I assume what you mean by going all the way is to consider several infinite lines of charge viewed end on. Then, of course, you’re right, the form of the Coulomb force changes and you get a different result. What I was doing here was to lay some groundwork to help my students understand Griffiths footnote. I like this was of thinking about it, too, and maybe I’ll bring it up in class today.

As for your other note about the oscillations, certainly the charges are still moving in the last frame of the simulation. I just stop the integration when I can tell that the equilibrium points have been identified.

• BlackGriffen says:

From the way you describe it I actually don’t like Griffith’s discussion. What is a 2d conductor, after all, but a surface? One thing you could mention is that you add more and more charges you’d see them move from the center and begin to occupy intermediate radii. Eventually the average charge density would look like a one of the problems in Jackson. Get them to glance at the “hard stuff.” ;)

• Andy "SuperFly" Rundquist says:

In class today it was interesting that the students wanted to focus on the 3D results. The 2D stuff seemed mildly interesting but they recognized the odd constraints required. We did talk about your version of 2D as well.

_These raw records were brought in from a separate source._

use serde::{Deserialize, Serialize, Serializer};
use serde_json::{Map, Value};
use sqlx::FromRow;

/// An award as built by the ledger, before the store assigns `created_at`.
#[derive(Debug, Clone, PartialEq, Serialize, Deserialize)]
pub struct PointsLedgerEvent {
    pub event_id: String,
    pub user_id: String,
    pub points: i64,
    pub action: String,
    pub reason_code: String,
    pub metadata: Map<String, Value>,
    /// ISO-8601, captured when the payload was built. Part of the hash.
    pub timestamp: String,
    pub event_hash: String,
    pub issued_by: String,
}

/// A ledger row as persisted. `metadata` holds the JSON object text.
#[derive(Debug, Clone, Serialize, FromRow)]
pub struct StoredLedgerEvent {
    #[serde(skip)]
    pub seq: i64,
    pub event_id: String,
    pub user_id: String,
    pub points: i64,
    pub action: String,
    pub reason_code: String,
    #[serde(serialize_with = "serialize_json_text")]
    pub metadata: String,
    pub timestamp: String,
    pub created_at: i64,
    pub event_hash: String,
    pub issued_by: String,
}

fn serialize_json_text<S: Serializer>(text: &str, serializer: S) -> Result<S::Ok, S::Error> {
    match serde_json::from_str::<Value>(text) {
        Ok(value) => value.serialize(serializer),
        Err(_) => serializer.serialize_str(text),
    }
}

impl StoredLedgerEvent {
    /// Rebuild the event exactly as it was hashed
    pub fn to_event(&self) -> serde_json::Result<PointsLedgerEvent> {
        let metadata: Map<String, Value> = serde_json::from_str(&self.metadata)?;
        Ok(PointsLedgerEvent {
            event_id: self.event_id.clone(),
            user_id: self.user_id.clone(),
            points: self.points,
            action: self.action.clone(),
            reason_code: self.reason_code.clone(),
            metadata,
            timestamp: self.timestamp.clone(),
            event_hash: self.event_hash.clone(),
            issued_by: self.issued_by.clone(),
        })
    }
}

The 2D case sounds a little little like the formation of Wigner molecules. For example, if you have a square potential and put 4 electrons in, they repel each other so that one electron sits in each corner. If you add a 5th electron though, it energetically prefers to sit in the middle of the square. I wouldn’t be surprised if there were some similar commensurabiity relations in the finite simulations you did.

• Andy "SuperFly" Rundquist says:

Thanks, Rachel. I think they are the same, since the potential interaction is the same. My students asked in class If I would do the 3D case with a cubical conductor and 9 particles. With 8 they assume they’ll all go to the corners so they’re curious about 9. I’m off to work on that this afternoon!

6. eipi10 says:

Just curious if you’ve gotten around to creating a commented version for posting. I’d be interested in a copy of the source file, whether commented or not.

7. eipi10 says:

Thanks!

8. I like you idea. I did something similar in Visual Python back in 2008 (but having the computer directly calculate all of the forces). Unfortunately, there was no way to display this online, until now. There is now a branch of javascript called glowscript which has allowed me to reproduce these same visuals in a browser.